> **Work required**:
Check each line of the entries below for the string "serde" and state how many lines have it, with no other text.

Collected data:
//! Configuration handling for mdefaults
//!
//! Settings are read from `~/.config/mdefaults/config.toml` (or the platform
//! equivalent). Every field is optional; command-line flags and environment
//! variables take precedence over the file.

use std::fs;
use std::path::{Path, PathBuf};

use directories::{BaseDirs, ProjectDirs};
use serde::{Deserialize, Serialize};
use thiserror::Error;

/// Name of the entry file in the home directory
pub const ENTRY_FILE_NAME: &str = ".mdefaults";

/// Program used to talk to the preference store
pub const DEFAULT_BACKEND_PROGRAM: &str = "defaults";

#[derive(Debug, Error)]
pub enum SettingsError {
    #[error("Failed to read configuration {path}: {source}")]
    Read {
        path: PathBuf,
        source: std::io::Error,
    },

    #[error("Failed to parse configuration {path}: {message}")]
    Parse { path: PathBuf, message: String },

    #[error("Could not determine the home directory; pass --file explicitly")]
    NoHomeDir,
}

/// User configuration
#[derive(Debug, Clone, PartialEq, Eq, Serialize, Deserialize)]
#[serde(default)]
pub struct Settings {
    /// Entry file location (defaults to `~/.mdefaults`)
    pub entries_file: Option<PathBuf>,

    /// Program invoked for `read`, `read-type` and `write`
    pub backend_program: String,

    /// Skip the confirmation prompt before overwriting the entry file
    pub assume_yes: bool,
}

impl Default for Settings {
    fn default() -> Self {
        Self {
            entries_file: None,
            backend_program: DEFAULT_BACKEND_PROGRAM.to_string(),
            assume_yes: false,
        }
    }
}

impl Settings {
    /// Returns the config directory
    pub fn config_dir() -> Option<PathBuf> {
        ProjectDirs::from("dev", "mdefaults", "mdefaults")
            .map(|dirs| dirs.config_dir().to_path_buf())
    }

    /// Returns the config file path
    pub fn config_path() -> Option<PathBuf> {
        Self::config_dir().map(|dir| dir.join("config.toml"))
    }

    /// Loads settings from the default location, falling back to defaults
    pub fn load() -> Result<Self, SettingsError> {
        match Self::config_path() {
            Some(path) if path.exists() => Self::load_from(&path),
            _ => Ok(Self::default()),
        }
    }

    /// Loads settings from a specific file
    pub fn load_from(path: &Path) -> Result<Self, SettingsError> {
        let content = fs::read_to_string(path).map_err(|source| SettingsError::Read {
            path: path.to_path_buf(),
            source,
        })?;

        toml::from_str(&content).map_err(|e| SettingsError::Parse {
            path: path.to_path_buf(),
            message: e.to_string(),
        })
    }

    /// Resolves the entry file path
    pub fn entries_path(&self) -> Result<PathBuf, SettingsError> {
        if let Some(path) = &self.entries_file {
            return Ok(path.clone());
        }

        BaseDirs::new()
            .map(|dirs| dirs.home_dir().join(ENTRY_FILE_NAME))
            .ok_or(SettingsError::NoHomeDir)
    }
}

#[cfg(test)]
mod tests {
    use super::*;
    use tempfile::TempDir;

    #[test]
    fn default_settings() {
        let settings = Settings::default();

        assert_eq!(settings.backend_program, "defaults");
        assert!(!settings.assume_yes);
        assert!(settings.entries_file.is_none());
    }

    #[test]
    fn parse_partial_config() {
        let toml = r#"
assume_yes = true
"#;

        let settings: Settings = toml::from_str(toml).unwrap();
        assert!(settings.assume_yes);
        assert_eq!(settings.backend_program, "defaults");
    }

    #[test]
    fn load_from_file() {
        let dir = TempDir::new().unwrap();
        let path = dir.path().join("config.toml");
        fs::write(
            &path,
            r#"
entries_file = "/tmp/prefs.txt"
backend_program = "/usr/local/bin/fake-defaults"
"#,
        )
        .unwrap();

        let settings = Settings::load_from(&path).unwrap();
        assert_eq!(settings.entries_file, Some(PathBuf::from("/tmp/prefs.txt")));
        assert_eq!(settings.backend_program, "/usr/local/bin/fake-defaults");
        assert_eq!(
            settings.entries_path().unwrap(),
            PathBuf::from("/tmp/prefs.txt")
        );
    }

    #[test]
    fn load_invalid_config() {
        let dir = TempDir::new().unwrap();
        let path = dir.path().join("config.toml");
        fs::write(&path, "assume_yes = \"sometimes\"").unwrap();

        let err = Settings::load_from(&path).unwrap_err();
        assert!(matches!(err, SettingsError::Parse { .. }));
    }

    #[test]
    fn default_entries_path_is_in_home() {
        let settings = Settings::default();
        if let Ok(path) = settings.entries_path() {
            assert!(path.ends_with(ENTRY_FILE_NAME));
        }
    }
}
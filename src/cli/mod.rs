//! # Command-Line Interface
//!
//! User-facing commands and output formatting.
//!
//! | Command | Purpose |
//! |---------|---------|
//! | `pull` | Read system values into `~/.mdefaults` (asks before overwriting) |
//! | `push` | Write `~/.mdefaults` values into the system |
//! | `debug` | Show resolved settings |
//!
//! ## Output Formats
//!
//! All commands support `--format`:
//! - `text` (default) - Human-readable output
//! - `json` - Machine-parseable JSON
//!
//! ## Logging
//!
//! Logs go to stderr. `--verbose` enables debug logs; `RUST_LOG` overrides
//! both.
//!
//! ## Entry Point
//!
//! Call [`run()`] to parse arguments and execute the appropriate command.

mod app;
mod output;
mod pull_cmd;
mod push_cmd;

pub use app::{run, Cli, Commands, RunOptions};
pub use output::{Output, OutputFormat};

> **Exercise response**:
2